Now comes the question whether clients will be comfortable with this arrangement, the answer for me is a resounding yes, subject to a few conditions. Firstly, there has to be sufficient choice in directorial skill and calibre, this logic extending to the DOP and music as well. Imagine this to be a specialty hospital where on a foundation of basic services, including diagnostics, technology and operating facilities, you actually get a choice of surgeons, with variable pay depending on experience and star-status. Then the agency management must convince the client that this will lead to greater accountability and ownership without compromising on skill, few will find sufficient reason to dispute this. Quite surprisingly, in my assessment, the key talent currently aligned to production houses will also find this irresistible, the direct association with an agency leading to a further hike in the worth of Personal Brands, the main calling card of the Entertainment industry. The reputed director will not have to share credit with two banners, the production house and the advertising agency, now it is just the latter. Production houses will be livid but do remember an important premise of this discussion that production services are not the source of value-addition, being largely outsourced, what matters most is the skill of key talent.

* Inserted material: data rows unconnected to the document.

//! Redacting wrapper for the raw bearer credential string.

// crates.io
use ::http::{HeaderValue, header::InvalidHeaderValue};
// self
use crate::_prelude::*;

/// Bearer credential string that never leaks through `Debug`, `Display`, or header dumps.
#[derive(Clone, PartialEq, Eq, Hash, Serialize, Deserialize)]
#[serde(transparent)]
pub struct BearerSecret(String);
impl BearerSecret {
	/// Wraps a credential string.
	pub fn new(value: impl Into<String>) -> Self {
		Self(value.into())
	}

	/// Returns the raw credential. Callers must avoid logging this string.
	pub fn expose(&self) -> &str {
		&self.0
	}

	/// Returns `true` for an empty credential string.
	pub fn is_empty(&self) -> bool {
		self.0.is_empty()
	}

	/// Builds the `Authorization: Bearer <credential>` value, flagged as sensitive.
	///
	/// Fails when the credential contains bytes that are not allowed in a header.
	pub fn header_value(&self) -> Result<HeaderValue, InvalidHeaderValue> {
		let mut value = HeaderValue::from_str(&format!("Bearer {}", self.0))?;

		value.set_sensitive(true);

		Ok(value)
	}
}
impl Debug for BearerSecret {
	fn fmt(&self, f: &mut Formatter) -> FmtResult {
		write!(f, "BearerSecret(<{} bytes redacted>)", self.0.len())
	}
}
impl Display for BearerSecret {
	fn fmt(&self, f: &mut Formatter) -> FmtResult {
		f.write_str("<redacted>")
	}
}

The final barrier is agency leadership in being able to envision and execute a move as such, the most approachable shortcut for a dynamic growth path, in an era of immense growth for ad films given the digital era especially. Outsourcing was a pattern from the 1970s and 1980s when agencies were genuinely full-service, including media, and did not have time or tenacity to invest in film production, that deemed to be suitable for specialists, who ironically for the most part were ex-agency staffers themselves. When media is segregated and the entire focus is on ‘creative’ output ‘in-sourcing’ needs to be urgently considered, for both profits and stature. In a logical sequence of first convincing clients, then enlisting key freelance talent, or in certain cases taking entire production houses onboard, in an attempt to provide truly integrated solutions, like the healthcare business it does not matter if the same hyper-talent is being deployed by multiple agencies. To me, with conviction and resolve and ideally in conglomerate mode, leading creative agencies finally uniting to implement this practice, such a practice will be truly successful. One note of caution though, at no point should the conversation veer towards under-cutting else the entire long-term purpose will be lost.